Celiac disease (CD) is an autoimmune disease induced by an autoimmune reaction to indigested
gluten, which occurs in genetically predisposed population. The etiology of CD is linked to innate
and adaptive immunity, mostly mediated by lymphocytes, especially T cells, infiltrating into the
small intestinal wall. The subpopulations of T cells that infiltrate inflamed intestinal tissues comprise
various CD4+ T cells and CD8+ T cells. The plethora of T cell subtypes activated in CD leads to simultaneous
activation of different signaling cascades including GATA1, NF-kB, JAK or STAT5 the
activity of which may be modified by diet or drugs.
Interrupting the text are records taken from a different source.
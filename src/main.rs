//  █████╗ ██╗    ███████╗██╗██╗     ██╗███╗   ██╗ ██████╗
// ██╔══██╗██║    ██╔════╝██║██║     ██║████╗  ██║██╔════╝
// ███████║██║    █████╗  ██║██║     ██║██╔██╗ ██║██║  ███╗
// ██╔══██║██║    ██╔══╝  ██║██║     ██║██║╚██╗██║██║   ██║
// ██║  ██║██║    ██║     ██║███████╗██║██║ ╚████║╚██████╔╝
// ╚═╝  ╚═╝╚═╝    ╚═╝     ╚═╝╚══════╝╚═╝╚═╝  ╚═══╝ ╚═════╝
//
// E N G I N E
//
// Reads a decade of SEC filings for thirty companies and counts every
// paragraph in which management said "machine learning" out loud.
// Rust + Tokio + Aho-Corasick + Rayon + SQLite, all to measure hype.

mod config;
mod error;
mod metrics;
mod models;
mod stages;
mod store;
mod text_extractor;
mod text_scanner;
mod universe;

use std::path::PathBuf;
use std::sync::Arc;

use anyhow::Context;
use clap::{Parser, Subcommand};
use tracing::{error, info, warn};
use tracing_subscriber::{fmt, EnvFilter};

use crate::config::Config;
use crate::metrics::RunMetrics;
use crate::stages::{discovery, orchestrator};

#[derive(Debug, Parser)]
#[command(
    name = "ai-filing-engine",
    version,
    about = "Discover SEC filings, extract AI-related paragraphs, and aggregate them"
)]
struct Cli {
    /// Stage to run. Defaults to the full pipeline.
    #[command(subcommand)]
    command: Option<Command>,
}

#[derive(Debug, Subcommand)]
enum Command {
    /// Query the registry and write the filing index
    Discover,
    /// Fetch every indexed filing and write the AI paragraph table
    Extract {
        /// Index file to read instead of the configured one
        #[arg(long)]
        index: Option<PathBuf>,
    },
    /// Replace the analytical store with the paragraph table
    Load {
        /// Paragraph table to load instead of the configured one
        #[arg(long)]
        csv: Option<PathBuf>,
    },
    /// Write summary tables for a year window
    Report {
        #[arg(long)]
        start: Option<i32>,
        #[arg(long)]
        end: Option<i32>,
    },
    /// Discover, extract, load and report, in that order
    Run,
}

fn print_banner() {
    let banner = r#"
    ╔══════════════════════════════════════════════════════════════╗
    ║                                                              ║
    ║        ⚡ AI FILING ENGINE ⚡                                ║
    ║                                                              ║
    ║   Registry:   data.sec.gov submissions, one polite call      ║
    ║               at a time                                      ║
    ║   Documents:  bounded worker pool + permanent disk cache     ║
    ║   Scanning:   Aho-Corasick over every paragraph, on rayon    ║
    ║   Storage:    SQLite, replaced wholesale on every load       ║
    ║                                                              ║
    ║   "They said machine learning 4,000 times. We counted."      ║
    ║                                                              ║
    ╚══════════════════════════════════════════════════════════════╝
    "#;
    println!("{}", banner);
}

fn init_tracing(json: bool) {
    let filter = EnvFilter::try_from_default_env().unwrap_or_else(|_| EnvFilter::new("info"));
    let builder = fmt()
        .with_env_filter(filter)
        .with_target(true)
        .with_thread_ids(true)
        .with_thread_names(true)
        .with_file(true)
        .with_line_number(true);

    if json {
        builder.json().init();
    } else {
        builder.with_ansi(true).init();
    }
}

#[tokio::main(flavor = "multi_thread")]
async fn main() -> anyhow::Result<()> {
    let cli = Cli::parse();
    let config = Config::from_env();

    init_tracing(config.log_json);
    if !config.log_json {
        print_banner();
    }

    info!(
        data_dir = %config.data_dir.display(),
        forms = ?config.forms,
        start_year = config.start_year,
        end_year = config.end_year,
        workers = config.max_workers,
        keywords = config.keywords.len(),
        "✅ Configuration loaded"
    );

    let metrics = Arc::new(RunMetrics::new());
    let command = cli.command.unwrap_or(Command::Run);

    if let Err(e) = execute(command, &config, metrics).await {
        error!(error = %format!("{e:#}"), "💀 Pipeline aborted");
        return Err(e);
    }
    Ok(())
}

async fn execute(command: Command, config: &Config, metrics: Arc<RunMetrics>) -> anyhow::Result<()> {
    match command {
        Command::Discover => {
            discovery::run(config, metrics)
                .await
                .context("discover stage failed")?;
        }
        Command::Extract { index } => {
            orchestrator::run(config, index.as_deref(), metrics)
                .await
                .context("extract stage failed")?;
        }
        Command::Load { csv } => {
            store::run_load(config, csv.as_deref(), &metrics).context("load stage failed")?;
        }
        Command::Report { start, end } => {
            store::run_report(config, start, end).context("report stage failed")?;
        }
        Command::Run => run_all(config, metrics).await?,
    }
    Ok(())
}

async fn run_all(config: &Config, metrics: Arc<RunMetrics>) -> anyhow::Result<()> {
    info!("🚀 Full run: discover -> extract -> load -> report");

    let index = discovery::run(config, metrics.clone())
        .await
        .context("discover stage failed")?;
    orchestrator::run(config, Some(&index), metrics.clone())
        .await
        .context("extract stage failed")?;
    store::run_load(config, None, &metrics).context("load stage failed")?;
    store::run_report(config, None, None).context("report stage failed")?;

    let metrics_path = config.processed_dir.join("run_metrics.json");
    match metrics.write_json(&metrics_path) {
        Ok(()) => info!(path = %metrics_path.display(), "📊 Run metrics written"),
        Err(e) => warn!(path = %metrics_path.display(), error = %e, "Failed to write run metrics"),
    }
    metrics.log_summary("run");

    info!("🏁 Full run complete");
    Ok(())
}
It was recently showed that food allergens may accelerate
CD by altering the interaction between IL-15 and CD4+ T cells in the activation of CD8+ T cells. Increased levels
of cytokines like IL-15 are considered to play a role in CD development. Furthermore it was showed that some drugs like
tofacitinib or ruxolitinib may influence CD by blocking IL-15 signaling and CD8+ T cell activity. This mini-review will
summarize the current knowledge on the role of CD4+ T cell and CD8+ T cell in clinical and experimental CD and will
describe how T cell-activated signaling pathways and locally released proteins may be influenced by dietary factors and
drugs used in CD treatment.
Keywords: CD4+ cells, celiac disease, gluten, HLA-DQ2, HLA-DQ8, signaling pathways, T cells.